Start of Material supplied

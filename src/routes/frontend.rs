//! 前端单页应用
//!
//! 构建产物由 rust-embed 嵌入二进制；`frontend-custom/` 下的同名文件优先（开发时免重新编译）。
//! 无扩展名的路径视为前端路由，统一返回 `index.html`。

use actix_web::http::header::{CACHE_CONTROL, ContentType};
use actix_web::{HttpRequest, HttpResponse, Result as ActixResult, web};
use rust_embed::Embed;
use std::borrow::Cow;
use std::path::{Component, Path};

use crate::config::AppConfig;

#[derive(Embed)]
#[folder = "frontend/dist/"]
struct FrontendAssets;

const INDEX: &str = "index.html";
const CUSTOM_DIR: &str = "./frontend-custom";

/// Vite 产物目录，文件名带内容 hash
const HASHED_DIR: &str = "assets/";

struct Asset<'a> {
    path: &'a str,
    data: Cow<'static, [u8]>,
}

impl Asset<'_> {
    fn content_type(&self) -> &'static str {
        let ext = Path::new(self.path)
            .extension()
            .and_then(|s| s.to_str())
            .unwrap_or("");
        match ext {
            "html" => "text/html; charset=utf-8",
            "js" => "text/javascript; charset=utf-8",
            "css" => "text/css; charset=utf-8",
            "json" | "webmanifest" => "application/json",
            "svg" => "image/svg+xml",
            "png" => "image/png",
            "ico" => "image/x-icon",
            "woff2" => "font/woff2",
            // 学生导入模板
            "csv" => "text/csv; charset=utf-8",
            "txt" => "text/plain; charset=utf-8",
            _ => "application/octet-stream",
        }
    }

    fn cache_control(&self) -> &'static str {
        if self.path.starts_with(HASHED_DIR) {
            "public, max-age=31536000, immutable"
        } else {
            "no-cache"
        }
    }

    fn is_html(&self) -> bool {
        self.path.ends_with(".html")
    }
}

/// 只接受普通的相对路径，拒绝 `..` 与绝对路径
fn is_safe_path(path: &str) -> bool {
    Path::new(path)
        .components()
        .all(|c| matches!(c, Component::Normal(_)))
}

fn load(path: &str) -> Option<Cow<'static, [u8]>> {
    if !is_safe_path(path) {
        return None;
    }
    if let Ok(data) = std::fs::read(Path::new(CUSTOM_DIR).join(path)) {
        return Some(Cow::Owned(data));
    }
    FrontendAssets::get(path).map(|file| file.data)
}

/// 请求路径到资源：文件直接返回，前端路由回落到 index.html，缺失的文件返回 None
fn resolve(path: &str) -> Option<Asset<'_>> {
    if path.is_empty() {
        return load(INDEX).map(|data| Asset { path: INDEX, data });
    }
    if let Some(data) = load(path) {
        return Some(Asset { path, data });
    }
    if Path::new(path).extension().is_some() {
        return None;
    }
    load(INDEX).map(|data| Asset { path: INDEX, data })
}

fn render_html(data: &[u8], system_name: &str) -> String {
    String::from_utf8_lossy(data).replace("%SYSTEM_NAME%", system_name)
}

pub async fn serve_frontend(req: HttpRequest) -> ActixResult<HttpResponse> {
    let path = req.match_info().query("tail").trim_start_matches('/');

    let Some(asset) = resolve(path) else {
        return Ok(HttpResponse::NotFound()
            .content_type(ContentType::plaintext())
            .body(format!("{path} not found")));
    };

    let mut response = HttpResponse::Ok();
    response
        .content_type(asset.content_type())
        .insert_header((CACHE_CONTROL, asset.cache_control()));

    if asset.is_html() {
        let system_name = &AppConfig::get().app.system_name;
        return Ok(response.body(render_html(&asset.data, system_name)));
    }
    Ok(response.body(asset.data.into_owned()))
}

/// 放在所有 API 路由之后
pub fn configure_frontend_routes(cfg: &mut web::ServiceConfig) {
    cfg.route("/{tail:.*}", web::get().to(serve_frontend));
}

#[cfg(test)]
mod tests {
    use super::*;

    fn asset(path: &str) -> Asset<'_> {
        Asset {
            path,
            data: Cow::Borrowed(b""),
        }
    }

    #[test]
    fn test_content_type() {
        assert_eq!(asset("index.html").content_type(), "text/html; charset=utf-8");
        assert_eq!(
            asset("assets/index-3f2a.js").content_type(),
            "text/javascript; charset=utf-8"
        );
        assert_eq!(
            asset("modelo-importacao.csv").content_type(),
            "text/csv; charset=utf-8"
        );
        assert_eq!(asset("favicon.ico").content_type(), "image/x-icon");
        assert_eq!(asset("notas.xlsx").content_type(), "application/octet-stream");
    }

    #[test]
    fn test_cache_control() {
        assert_eq!(
            asset("assets/index-3f2a.css").cache_control(),
            "public, max-age=31536000, immutable"
        );
        assert_eq!(asset("index.html").cache_control(), "no-cache");
        // 根目录下的文件名不带 hash
        assert_eq!(asset("favicon.svg").cache_control(), "no-cache");
    }

    #[test]
    fn test_is_safe_path() {
        assert!(is_safe_path("assets/app.js"));
        assert!(!is_safe_path("../config.toml"));
        assert!(!is_safe_path("assets/../../etc/passwd"));
        assert!(!is_safe_path("/etc/passwd"));
    }

    #[test]
    fn test_resolve_falls_back_only_for_routes() {
        // build.rs 保证 dist 下至少有 index.html
        let route = resolve("turmas/12/notas").unwrap();
        assert_eq!(route.path, INDEX);
        assert!(resolve("").unwrap().is_html());

        assert!(resolve("assets/missing-0000.js").is_none());
        assert!(resolve("../Cargo.toml").is_none());
    }

    #[test]
    fn test_render_html_replaces_system_name() {
        let html = b"<title>%SYSTEM_NAME%</title>";
        assert_eq!(render_html(html, "NotaDez"), "<title>NotaDez</title>");
    }
}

End of Material supplied

Only the lines from the start of the data to the line holding "请求路径到资源：文件直接返回，前端路由回落到 index.html，缺失的文件返回 None" are wanted; return them exactly, both ends included.

Solution to this task:
filename src/routes/frontend.rs
//! 前端单页应用
//!
//! 构建产物由 rust-embed 嵌入二进制；`frontend-custom/` 下的同名文件优先（开发时免重新编译）。
//! 无扩展名的路径视为前端路由，统一返回 `index.html`。

use actix_web::http::header::{CACHE_CONTROL, ContentType};
use actix_web::{HttpRequest, HttpResponse, Result as ActixResult, web};
use rust_embed::Embed;
use std::borrow::Cow;
use std::path::{Component, Path};

use crate::config::AppConfig;

#[derive(Embed)]
#[folder = "frontend/dist/"]
struct FrontendAssets;

const INDEX: &str = "index.html";
const CUSTOM_DIR: &str = "./frontend-custom";

/// Vite 产物目录，文件名带内容 hash
const HASHED_DIR: &str = "assets/";

struct Asset<'a> {
    path: &'a str,
    data: Cow<'static, [u8]>,
}

impl Asset<'_> {
    fn content_type(&self) -> &'static str {
        let ext = Path::new(self.path)
            .extension()
            .and_then(|s| s.to_str())
            .unwrap_or("");
        match ext {
            "html" => "text/html; charset=utf-8",
            "js" => "text/javascript; charset=utf-8",
            "css" => "text/css; charset=utf-8",
            "json" | "webmanifest" => "application/json",
            "svg" => "image/svg+xml",
            "png" => "image/png",
            "ico" => "image/x-icon",
            "woff2" => "font/woff2",
            // 学生导入模板
            "csv" => "text/csv; charset=utf-8",
            "txt" => "text/plain; charset=utf-8",
            _ => "application/octet-stream",
        }
    }

    fn cache_control(&self) -> &'static str {
        if self.path.starts_with(HASHED_DIR) {
            "public, max-age=31536000, immutable"
        } else {
            "no-cache"
        }
    }

    fn is_html(&self) -> bool {
        self.path.ends_with(".html")
    }
}

/// 只接受普通的相对路径，拒绝 `..` 与绝对路径
fn is_safe_path(path: &str) -> bool {
    Path::new(path)
        .components()
        .all(|c| matches!(c, Component::Normal(_)))
}

fn load(path: &str) -> Option<Cow<'static, [u8]>> {
    if !is_safe_path(path) {
        return None;
    }
    if let Ok(data) = std::fs::read(Path::new(CUSTOM_DIR).join(path)) {
        return Some(Cow::Owned(data));
    }
    FrontendAssets::get(path).map(|file| file.data)
}

/// 请求路径到资源：文件直接返回，前端路由回落到 index.html，缺失的文件返回 None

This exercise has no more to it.